ベルトーネ社の後に、もうひとつコジョラ社という紹介先があるというので行くことにした。

コジョラは地味だが、アウディやルノー、日本でいうと三菱、そういった会社の、

デザインモデル、スタディモデルなどの開発、プロトタイプ製作などを行なっている会社らしい。

その社長は、元はギア社というデザイン会社にいた人だそうだ。

せっかくイタリアまで来たのだから、そこへも行ってみないかということで行くことにしたのだ。

私も、ここまで来たのだからという思いもあり、

すぐにアポを取ってもらうよう、お願いするのに時間はかからなかった。

だが、Yさんも取材や撮影など仕事の都合があるので、ずっと一緒に行動するわけにもいかない。

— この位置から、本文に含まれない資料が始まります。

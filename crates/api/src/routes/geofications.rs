//! Geofication (rule) endpoint handlers.

use axum::{
    extract::{Path, State},
    http::StatusCode,
    Json,
};
use domain::models::geofence::SetActiveRequest;
use domain::models::geofication::{Geofication, UpdateGeoficationRequest};

use crate::app::AppState;
use crate::error::ApiError;

/// GET /api/v1/geofications/:id
pub async fn get_geofication(
    State(state): State<AppState>,
    Path(id): Path<i64>,
) -> Result<Json<Geofication>, ApiError> {
    Ok(Json(state.services.fences.get_geofication(id).await?))
}

/// PATCH /api/v1/geofications/:id
pub async fn update_geofication(
    State(state): State<AppState>,
    Path(id): Path<i64>,
    Json(request): Json<UpdateGeoficationRequest>,
) -> Result<Json<Geofication>, ApiError> {
    Ok(Json(
        state.services.fences.update_geofication(id, request).await?,
    ))
}

/// PUT /api/v1/geofications/:id/active
pub async fn set_geofication_active(
    State(state): State<AppState>,
    Path(id): Path<i64>,
    Json(request): Json<SetActiveRequest>,
) -> Result<Json<Geofication>, ApiError> {
    Ok(Json(
        state
            .services
            .fences
            .set_geofication_active(id, request.active)
            .await?,
    ))
}

/// The "disable" notification action.
///
/// POST /api/v1/geofications/:id/disable
pub async fn disable_geofication(
    State(state): State<AppState>,
    Path(id): Path<i64>,
) -> Result<Json<Geofication>, ApiError> {
    Ok(Json(state.services.fences.disable_geofication(id).await?))
}

/// DELETE /api/v1/geofications/:id
pub async fn delete_geofication(
    State(state): State<AppState>,
    Path(id): Path<i64>,
) -> Result<StatusCode, ApiError> {
    state.services.fences.delete_geofication(id).await?;
    Ok(StatusCode::NO_CONTENT)
}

現地カメラマンの紹介らしいので、その人と会ってくれと言われた。

翌日ホテルで会えるように手配してもらい、ロビーで待ち合わせて顔合わせをした。

私はイタリア語がわからない、彼も片言の英語だ、だが私は英語もほとんどだめで、

会話には苦労したがそれでもなんとか約束して、一緒に行きましょうとなった。

ところがコジョラへ訪問する当日、彼の都合が悪くなった為、私一人で行ってくれとのこと。

住所をFAXしてもらったが通訳もなしで、生まれて初めて来たトリノ、タクシーの乗り方すら知らず、

もらった住所もよく理解していない。

こんな状態で行って、私はいったい何を話したらいいのだろうか、と非常に心細かったが、

ホテルでタクシーを呼んでもらい、運転手に住所が書かれた紙を見せて、

一人でコジョラ社へ行くのであった。